*** Opening Provided records ***

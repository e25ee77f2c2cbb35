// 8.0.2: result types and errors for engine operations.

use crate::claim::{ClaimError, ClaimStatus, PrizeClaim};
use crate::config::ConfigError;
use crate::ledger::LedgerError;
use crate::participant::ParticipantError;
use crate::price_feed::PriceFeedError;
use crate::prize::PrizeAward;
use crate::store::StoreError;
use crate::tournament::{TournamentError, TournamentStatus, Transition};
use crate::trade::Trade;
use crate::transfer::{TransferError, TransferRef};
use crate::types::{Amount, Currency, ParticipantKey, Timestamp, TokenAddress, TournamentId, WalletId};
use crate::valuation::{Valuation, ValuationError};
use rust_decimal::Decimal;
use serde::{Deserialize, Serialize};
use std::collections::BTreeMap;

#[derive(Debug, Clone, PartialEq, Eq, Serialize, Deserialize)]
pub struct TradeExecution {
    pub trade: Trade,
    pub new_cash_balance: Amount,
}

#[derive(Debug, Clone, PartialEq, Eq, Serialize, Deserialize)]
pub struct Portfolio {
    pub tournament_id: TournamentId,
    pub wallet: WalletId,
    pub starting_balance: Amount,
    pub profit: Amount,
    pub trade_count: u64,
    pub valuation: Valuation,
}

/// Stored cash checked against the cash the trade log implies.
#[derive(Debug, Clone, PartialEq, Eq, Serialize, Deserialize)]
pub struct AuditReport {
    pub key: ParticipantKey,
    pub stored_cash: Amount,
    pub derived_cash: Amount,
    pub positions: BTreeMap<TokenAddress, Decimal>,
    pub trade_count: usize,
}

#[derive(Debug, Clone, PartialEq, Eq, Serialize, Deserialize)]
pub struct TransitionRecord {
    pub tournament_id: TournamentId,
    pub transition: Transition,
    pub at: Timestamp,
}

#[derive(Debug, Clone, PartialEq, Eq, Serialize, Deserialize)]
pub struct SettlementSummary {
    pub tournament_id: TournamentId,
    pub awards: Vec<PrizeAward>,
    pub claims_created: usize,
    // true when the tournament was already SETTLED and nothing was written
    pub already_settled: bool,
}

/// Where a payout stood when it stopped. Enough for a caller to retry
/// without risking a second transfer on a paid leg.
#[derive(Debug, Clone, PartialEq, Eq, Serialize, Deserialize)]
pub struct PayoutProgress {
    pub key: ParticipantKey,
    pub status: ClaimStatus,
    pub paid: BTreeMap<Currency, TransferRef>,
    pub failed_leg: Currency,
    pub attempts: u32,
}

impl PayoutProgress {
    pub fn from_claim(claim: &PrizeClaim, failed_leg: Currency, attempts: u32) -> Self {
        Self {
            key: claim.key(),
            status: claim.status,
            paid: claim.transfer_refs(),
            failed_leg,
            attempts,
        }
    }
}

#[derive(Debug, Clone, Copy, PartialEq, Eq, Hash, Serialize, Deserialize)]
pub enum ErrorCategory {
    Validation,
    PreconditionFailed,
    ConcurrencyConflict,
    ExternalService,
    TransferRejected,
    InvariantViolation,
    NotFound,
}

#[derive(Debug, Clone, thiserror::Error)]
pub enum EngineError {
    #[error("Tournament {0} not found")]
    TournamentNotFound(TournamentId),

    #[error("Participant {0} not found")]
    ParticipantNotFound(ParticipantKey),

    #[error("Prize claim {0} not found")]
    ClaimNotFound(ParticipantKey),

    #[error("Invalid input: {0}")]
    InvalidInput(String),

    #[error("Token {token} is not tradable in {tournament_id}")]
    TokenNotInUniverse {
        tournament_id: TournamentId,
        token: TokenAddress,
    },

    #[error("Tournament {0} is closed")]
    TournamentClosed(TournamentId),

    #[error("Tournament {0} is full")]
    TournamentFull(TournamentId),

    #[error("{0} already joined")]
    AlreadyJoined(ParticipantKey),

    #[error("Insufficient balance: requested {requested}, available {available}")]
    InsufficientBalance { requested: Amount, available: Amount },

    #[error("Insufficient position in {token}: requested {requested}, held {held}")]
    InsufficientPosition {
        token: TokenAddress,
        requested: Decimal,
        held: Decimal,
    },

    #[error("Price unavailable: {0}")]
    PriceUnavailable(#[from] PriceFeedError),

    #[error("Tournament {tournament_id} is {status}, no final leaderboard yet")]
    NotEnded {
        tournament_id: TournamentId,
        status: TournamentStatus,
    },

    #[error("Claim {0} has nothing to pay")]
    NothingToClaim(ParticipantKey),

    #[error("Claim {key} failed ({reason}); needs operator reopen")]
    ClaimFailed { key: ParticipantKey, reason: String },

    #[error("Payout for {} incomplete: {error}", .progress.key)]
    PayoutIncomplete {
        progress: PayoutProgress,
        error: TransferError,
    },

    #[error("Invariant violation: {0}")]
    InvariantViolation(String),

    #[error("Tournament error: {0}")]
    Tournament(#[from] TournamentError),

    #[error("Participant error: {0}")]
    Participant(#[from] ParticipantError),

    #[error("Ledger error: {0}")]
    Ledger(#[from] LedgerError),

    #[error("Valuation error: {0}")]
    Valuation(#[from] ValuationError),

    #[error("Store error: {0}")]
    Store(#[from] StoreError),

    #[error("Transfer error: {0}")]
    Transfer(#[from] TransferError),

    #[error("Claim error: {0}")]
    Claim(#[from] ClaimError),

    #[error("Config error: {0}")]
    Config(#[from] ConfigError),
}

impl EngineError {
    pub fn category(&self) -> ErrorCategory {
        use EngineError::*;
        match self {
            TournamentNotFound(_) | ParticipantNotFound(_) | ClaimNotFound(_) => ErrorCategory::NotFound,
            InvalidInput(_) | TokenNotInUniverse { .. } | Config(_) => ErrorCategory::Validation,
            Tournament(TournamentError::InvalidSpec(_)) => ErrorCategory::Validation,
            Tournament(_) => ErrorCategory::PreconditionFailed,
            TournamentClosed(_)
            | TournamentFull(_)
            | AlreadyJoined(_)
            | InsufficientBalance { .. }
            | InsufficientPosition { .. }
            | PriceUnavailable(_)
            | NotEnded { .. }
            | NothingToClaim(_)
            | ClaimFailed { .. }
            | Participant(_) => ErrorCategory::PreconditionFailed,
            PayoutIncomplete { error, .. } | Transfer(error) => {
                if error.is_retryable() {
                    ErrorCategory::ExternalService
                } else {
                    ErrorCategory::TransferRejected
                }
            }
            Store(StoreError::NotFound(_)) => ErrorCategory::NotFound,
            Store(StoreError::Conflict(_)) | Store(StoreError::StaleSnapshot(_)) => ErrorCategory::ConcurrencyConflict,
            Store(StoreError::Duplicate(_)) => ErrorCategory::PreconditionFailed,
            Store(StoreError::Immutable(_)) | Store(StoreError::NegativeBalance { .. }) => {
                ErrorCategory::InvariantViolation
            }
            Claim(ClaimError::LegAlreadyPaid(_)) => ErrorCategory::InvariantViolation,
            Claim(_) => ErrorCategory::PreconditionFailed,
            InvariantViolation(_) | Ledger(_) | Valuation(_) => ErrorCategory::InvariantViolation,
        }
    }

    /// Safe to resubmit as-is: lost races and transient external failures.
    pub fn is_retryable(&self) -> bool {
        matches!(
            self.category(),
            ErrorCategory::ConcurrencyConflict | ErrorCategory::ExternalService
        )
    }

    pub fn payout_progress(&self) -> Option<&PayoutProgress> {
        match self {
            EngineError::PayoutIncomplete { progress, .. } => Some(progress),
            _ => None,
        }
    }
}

*** Closing Provided records ***
*** Opening Provided records ***

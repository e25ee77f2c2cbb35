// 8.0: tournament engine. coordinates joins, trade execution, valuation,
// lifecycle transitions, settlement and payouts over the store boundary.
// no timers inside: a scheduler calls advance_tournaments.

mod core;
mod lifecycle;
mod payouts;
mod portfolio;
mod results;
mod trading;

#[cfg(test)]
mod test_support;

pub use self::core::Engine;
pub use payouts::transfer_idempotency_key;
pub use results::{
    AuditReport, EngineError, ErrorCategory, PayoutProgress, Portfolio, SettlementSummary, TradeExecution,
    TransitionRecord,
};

*** Closing Provided records ***
*** Opening Provided records ***

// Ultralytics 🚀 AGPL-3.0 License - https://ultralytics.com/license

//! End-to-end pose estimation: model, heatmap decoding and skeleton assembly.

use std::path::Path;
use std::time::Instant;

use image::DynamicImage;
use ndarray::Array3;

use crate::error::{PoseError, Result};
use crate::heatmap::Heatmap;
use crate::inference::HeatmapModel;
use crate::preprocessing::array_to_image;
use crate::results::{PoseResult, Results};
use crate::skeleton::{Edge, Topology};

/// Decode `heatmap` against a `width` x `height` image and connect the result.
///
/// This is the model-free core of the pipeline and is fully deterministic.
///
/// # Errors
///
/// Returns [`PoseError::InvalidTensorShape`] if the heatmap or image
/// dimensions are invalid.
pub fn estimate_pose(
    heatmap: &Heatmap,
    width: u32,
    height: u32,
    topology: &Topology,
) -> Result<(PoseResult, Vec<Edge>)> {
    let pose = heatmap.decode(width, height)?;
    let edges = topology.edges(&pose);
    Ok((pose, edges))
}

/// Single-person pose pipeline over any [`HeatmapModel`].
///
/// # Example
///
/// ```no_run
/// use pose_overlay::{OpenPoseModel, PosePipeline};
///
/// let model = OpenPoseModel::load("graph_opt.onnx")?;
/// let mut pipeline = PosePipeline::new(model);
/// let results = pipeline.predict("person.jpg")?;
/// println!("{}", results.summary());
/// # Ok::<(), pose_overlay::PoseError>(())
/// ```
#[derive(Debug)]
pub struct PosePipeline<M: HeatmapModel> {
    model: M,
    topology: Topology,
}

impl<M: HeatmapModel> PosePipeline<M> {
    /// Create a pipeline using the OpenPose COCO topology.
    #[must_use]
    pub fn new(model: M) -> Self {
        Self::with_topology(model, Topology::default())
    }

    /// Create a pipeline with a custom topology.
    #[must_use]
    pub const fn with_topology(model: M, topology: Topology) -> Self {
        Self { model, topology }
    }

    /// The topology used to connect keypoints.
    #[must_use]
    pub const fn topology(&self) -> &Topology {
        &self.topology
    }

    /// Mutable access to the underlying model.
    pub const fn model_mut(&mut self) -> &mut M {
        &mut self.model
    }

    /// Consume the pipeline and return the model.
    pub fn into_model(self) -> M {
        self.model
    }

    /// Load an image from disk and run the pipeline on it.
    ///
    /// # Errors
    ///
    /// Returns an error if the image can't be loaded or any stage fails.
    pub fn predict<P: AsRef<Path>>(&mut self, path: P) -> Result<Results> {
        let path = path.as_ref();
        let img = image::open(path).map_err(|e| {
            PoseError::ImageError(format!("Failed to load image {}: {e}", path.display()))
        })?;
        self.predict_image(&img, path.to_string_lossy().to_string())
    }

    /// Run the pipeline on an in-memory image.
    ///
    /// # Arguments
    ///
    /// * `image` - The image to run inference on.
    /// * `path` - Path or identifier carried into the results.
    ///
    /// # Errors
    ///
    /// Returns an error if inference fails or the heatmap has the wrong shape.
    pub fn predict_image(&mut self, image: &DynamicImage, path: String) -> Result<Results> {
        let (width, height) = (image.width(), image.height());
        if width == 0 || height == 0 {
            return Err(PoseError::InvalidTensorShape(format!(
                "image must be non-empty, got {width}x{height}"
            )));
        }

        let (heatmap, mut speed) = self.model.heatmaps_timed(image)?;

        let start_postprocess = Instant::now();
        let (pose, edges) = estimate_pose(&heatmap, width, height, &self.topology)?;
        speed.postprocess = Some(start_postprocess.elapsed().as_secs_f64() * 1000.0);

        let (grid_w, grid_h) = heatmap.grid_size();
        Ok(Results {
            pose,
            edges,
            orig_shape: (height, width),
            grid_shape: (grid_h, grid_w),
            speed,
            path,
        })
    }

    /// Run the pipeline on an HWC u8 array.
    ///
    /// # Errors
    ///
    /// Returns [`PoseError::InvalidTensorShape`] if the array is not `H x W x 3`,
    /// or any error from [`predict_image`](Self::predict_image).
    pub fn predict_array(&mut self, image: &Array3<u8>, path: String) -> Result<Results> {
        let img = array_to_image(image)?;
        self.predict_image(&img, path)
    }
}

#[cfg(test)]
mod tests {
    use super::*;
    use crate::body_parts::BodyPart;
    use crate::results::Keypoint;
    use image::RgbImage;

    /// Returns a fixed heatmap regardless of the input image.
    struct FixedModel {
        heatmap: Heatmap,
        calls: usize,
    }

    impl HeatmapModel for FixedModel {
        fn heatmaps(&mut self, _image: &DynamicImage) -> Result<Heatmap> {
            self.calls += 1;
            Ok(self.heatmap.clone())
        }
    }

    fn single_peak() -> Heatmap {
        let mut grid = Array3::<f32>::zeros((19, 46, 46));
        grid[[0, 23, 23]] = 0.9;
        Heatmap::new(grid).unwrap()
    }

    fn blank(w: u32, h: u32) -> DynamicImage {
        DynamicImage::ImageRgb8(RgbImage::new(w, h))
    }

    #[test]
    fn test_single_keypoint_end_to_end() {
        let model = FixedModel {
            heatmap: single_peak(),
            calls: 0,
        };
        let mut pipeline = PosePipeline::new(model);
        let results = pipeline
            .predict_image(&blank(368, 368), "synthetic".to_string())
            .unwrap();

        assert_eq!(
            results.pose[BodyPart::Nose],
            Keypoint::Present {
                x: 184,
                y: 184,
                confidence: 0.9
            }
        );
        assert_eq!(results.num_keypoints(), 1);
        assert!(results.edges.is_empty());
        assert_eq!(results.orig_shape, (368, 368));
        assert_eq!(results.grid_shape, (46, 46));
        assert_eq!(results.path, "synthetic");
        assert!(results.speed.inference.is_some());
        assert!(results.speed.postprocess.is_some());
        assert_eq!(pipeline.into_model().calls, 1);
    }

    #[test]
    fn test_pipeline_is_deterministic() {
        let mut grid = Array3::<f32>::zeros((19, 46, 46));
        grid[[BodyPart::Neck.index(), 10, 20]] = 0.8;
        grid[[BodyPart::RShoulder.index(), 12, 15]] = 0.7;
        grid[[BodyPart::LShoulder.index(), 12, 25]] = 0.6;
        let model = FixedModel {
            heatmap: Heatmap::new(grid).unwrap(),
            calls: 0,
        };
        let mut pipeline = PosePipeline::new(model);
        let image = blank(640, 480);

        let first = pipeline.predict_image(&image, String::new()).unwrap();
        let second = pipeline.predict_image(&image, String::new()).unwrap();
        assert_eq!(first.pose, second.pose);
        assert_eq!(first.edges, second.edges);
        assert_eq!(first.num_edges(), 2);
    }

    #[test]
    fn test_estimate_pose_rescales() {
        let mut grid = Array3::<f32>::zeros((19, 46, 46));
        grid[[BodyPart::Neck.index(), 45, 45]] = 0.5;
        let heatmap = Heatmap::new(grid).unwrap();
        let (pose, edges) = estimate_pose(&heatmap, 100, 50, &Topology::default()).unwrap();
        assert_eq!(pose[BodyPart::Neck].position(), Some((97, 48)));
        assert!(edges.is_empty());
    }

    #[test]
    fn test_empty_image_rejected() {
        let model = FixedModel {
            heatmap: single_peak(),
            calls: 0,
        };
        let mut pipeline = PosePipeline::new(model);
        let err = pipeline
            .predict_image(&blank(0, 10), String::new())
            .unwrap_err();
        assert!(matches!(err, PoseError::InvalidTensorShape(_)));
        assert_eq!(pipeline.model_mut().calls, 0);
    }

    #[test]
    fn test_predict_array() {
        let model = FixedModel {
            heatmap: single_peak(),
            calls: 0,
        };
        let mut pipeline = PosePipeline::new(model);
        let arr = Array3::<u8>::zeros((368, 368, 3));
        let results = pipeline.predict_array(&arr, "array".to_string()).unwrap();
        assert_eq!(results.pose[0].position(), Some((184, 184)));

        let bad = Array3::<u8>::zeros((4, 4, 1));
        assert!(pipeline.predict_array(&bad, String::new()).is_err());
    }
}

*** Closing Provided records ***

Using the data above, reproduce exactly the lines between those holding "use crate::results::Keypoint;" and "Ok(self.heatmap.clone())", inclusive, and no others.

=== Your solution ===
    use crate::results::Keypoint;
    use image::RgbImage;

    /// Returns a fixed heatmap regardless of the input image.
    struct FixedModel {
        heatmap: Heatmap,
        calls: usize,
    }

    impl HeatmapModel for FixedModel {
        fn heatmaps(&mut self, _image: &DynamicImage) -> Result<Heatmap> {
            self.calls += 1;
            Ok(self.heatmap.clone())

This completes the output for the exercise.